- Born: 25 April 1893 Kamenz, Kingdom of Saxony, German Empire
- Died: 30 January 1946 (aged 52) Minsk, Byelorussian SSR, Soviet Union (now Belarus)
- Cause of death: Execution by hanging
- Allegiance: German Empire (to 1918) Weimar Republic (to 1933) Nazi Germany
- Branch: Army (Wehrmacht)
- Service years: 1913–1933 1934–1945
- Rank: Generalmajor
- Commands: 465th Division "Fortress Mogilev"
- Conflicts: World War I World War II Invasion of Poland; Battle of Belgium; Battle of France; Operation Barbarossa; Mogilev Offensive (POW);
- Awards: Knight's Cross of the Iron Cross
- Relations: Werner von Erdmannsdorff (brother)

= Gottfried von Erdmannsdorff =

German general (1893-1946)

Gottfried von Erdmannsdorff (25 April 1893 – 30 January 1946) was a German general during World War II. He was convicted by a Soviet military tribunal for war crimes at the Minsk Trial and executed in 1946.

==Fortress Mogilev==

On 27 June 1944, as part of Mogilev Offensive, Soviet troops made a deep breakthrough north of Mogilev by crossing the Dnieper River over a bridge at Trebuchi. The 4th Army dispatched a message to Erdmannsdorff that Mogilev be held as a "fortified position" and ordered him to hold the town until the very last man. The 4th Army retreated the XXXIX Panzer Corps and the XII Army Corps a full 21km west of Mogilev, leaving the town to its fate against the overwhelming Soviet attacks. Later in the evening Erdmannsdorff reported that German forces had been weakened and the Soviets had started to reach the edge of the city. Only 2 hours and 40 minutes later Erdmannsdorff stated that the only part of the city still under his control was the city center and hand to hand combat was starting to take place. The last radio message that was received from Mogilev was at 11 o'clock in the evening.

==Minsk Trial==

After the Soviet troops defeated "Fortress Mogilev", Erdmannsdorff was captured by Soviet troops.

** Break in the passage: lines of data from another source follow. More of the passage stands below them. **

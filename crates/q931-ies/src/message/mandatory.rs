//! Mandatory information elements per message type, Q.931 clause 3 message tables.
//! Elements that are only conditionally mandatory are left to the call state machine.

use q931_config::Role;

use crate::enums::{cause_value::CauseValue, ie_id::IeId, message_type::MessageType};

use super::message::{IeFault, Q931Message};

/// Elements a message must carry when received by the given side
pub fn mandatory_ies(message_type: MessageType, receiver: Role) -> &'static [IeId] {
    match message_type {
        // Network to user SETUP always identifies the channel
        MessageType::Setup if receiver == Role::Te => &[IeId::BearerCapability, IeId::ChannelIdentification],
        MessageType::Setup => &[IeId::BearerCapability],
        MessageType::Disconnect => &[IeId::Cause],
        MessageType::Status => &[IeId::Cause, IeId::CallState],
        MessageType::Restart | MessageType::RestartAcknowledge => &[IeId::RestartIndicator],
        MessageType::Notify => &[IeId::NotificationIndicator],
        MessageType::Progress => &[IeId::ProgressIndicator],
        MessageType::ResumeAcknowledge => &[IeId::ChannelIdentification],
        MessageType::SuspendReject | MessageType::ResumeReject => &[IeId::Cause],
        MessageType::CongestionControl => &[IeId::CongestionLevel],
        _ => &[],
    }
}

/// Reason for rejecting a received message, with the diagnostic element identifier
#[derive(Debug, Clone, Copy, PartialEq, Eq)]
pub struct MandatoryIeErr {
    pub cause: CauseValue,
    pub id: u8,
}

/// Checks a decoded message for missing or unusable mandatory elements.
/// An unrecognized comprehension-required element counts as a missing mandatory element.
/// Optional elements that failed to decode were dropped during decoding and are not reported.
pub fn check_mandatory(msg: &Q931Message, receiver: Role) -> Result<(), MandatoryIeErr> {
    let mandatory = mandatory_ies(msg.message_type, receiver);

    for fault in &msg.faults {
        match fault {
            IeFault::Malformed { id, codeset: 0, .. } => {
                if mandatory.iter().any(|m| m.into_raw() as u8 == *id) && !msg.ies.contains_raw(*id) {
                    return Err(MandatoryIeErr { cause: CauseValue::InvalidInformationElementContents, id: *id });
                }
            }
            IeFault::Unrecognized { id } if IeId::is_comprehension_required(*id) => {
                return Err(MandatoryIeErr { cause: CauseValue::MandatoryInformationElementMissing, id: *id });
            }
            _ => {}
        }
    }

    for id in mandatory {
        if !msg.ies.contains(*id) {
            return Err(MandatoryIeErr { cause: CauseValue::MandatoryInformationElementMissing, id: id.into_raw() as u8 });
        }
    }
    Ok(())
}

#[cfg(test)]
mod tests {
    use super::*;
    use q931_core::debug;

    fn decode(hex_str: &str) -> Q931Message {
        Q931Message::from_bytes(&hex::decode(hex_str).unwrap()).unwrap()
    }

    #[test]
    fn test_setup_requirements_depend_on_receiver() {
        debug::setup_logging_verbose();
        // SETUP with bearer capability only
        let msg = decode("0801010504038090a3");
        assert!(check_mandatory(&msg, Role::Nt).is_ok());
        let err = check_mandatory(&msg, Role::Te).unwrap_err();
        assert_eq!(err.cause, CauseValue::MandatoryInformationElementMissing);
        assert_eq!(err.id, 0x18);
    }

    #[test]
    fn test_disconnect_without_cause() {
        debug::setup_logging_verbose();
        let msg = decode("08010145");
        let err = check_mandatory(&msg, Role::Te).unwrap_err();
        assert_eq!(err, MandatoryIeErr { cause: CauseValue::MandatoryInformationElementMissing, id: 0x08 });
    }

    #[test]
    fn test_malformed_mandatory_cause() {
        debug::setup_logging_verbose();
        // Cause with octets 3 and 3a but no cause value octet
        let msg = decode("0801014508020090");
        let err = check_mandatory(&msg, Role::Te).unwrap_err();
        assert_eq!(err.cause, CauseValue::InvalidInformationElementContents);
    }

    #[test]
    fn test_unknown_comprehension_required() {
        debug::setup_logging_verbose();
        // RELEASE with an unknown element 0x02 (comprehension required) and 0x7f (not)
        let msg = decode("0801014d7f01000201ff");
        let err = check_mandatory(&msg, Role::Nt).unwrap_err();
        assert_eq!(err, MandatoryIeErr { cause: CauseValue::MandatoryInformationElementMissing, id: 0x02 });

        let msg = decode("0801014d7f0100");
        assert!(check_mandatory(&msg, Role::Nt).is_ok());
    }
}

He was tried by a Soviet tribunal (the Minsk Trial) for crimes committed in Belarus along with 18 other defendants, 14 of whom, including Erdmannsdorff, were sentenced to death on 29 January 1946.

Erdmannsdorff was condemned on charges including the deportation of 10,000 people, the destruction of villages, schools and churches, and the shootings of disabled people during the construction of fortifications, the use of people as human shields, and the organization of reprisals operations against civilians under the guise of fighting partisans, and the establishment of camps in which many people died.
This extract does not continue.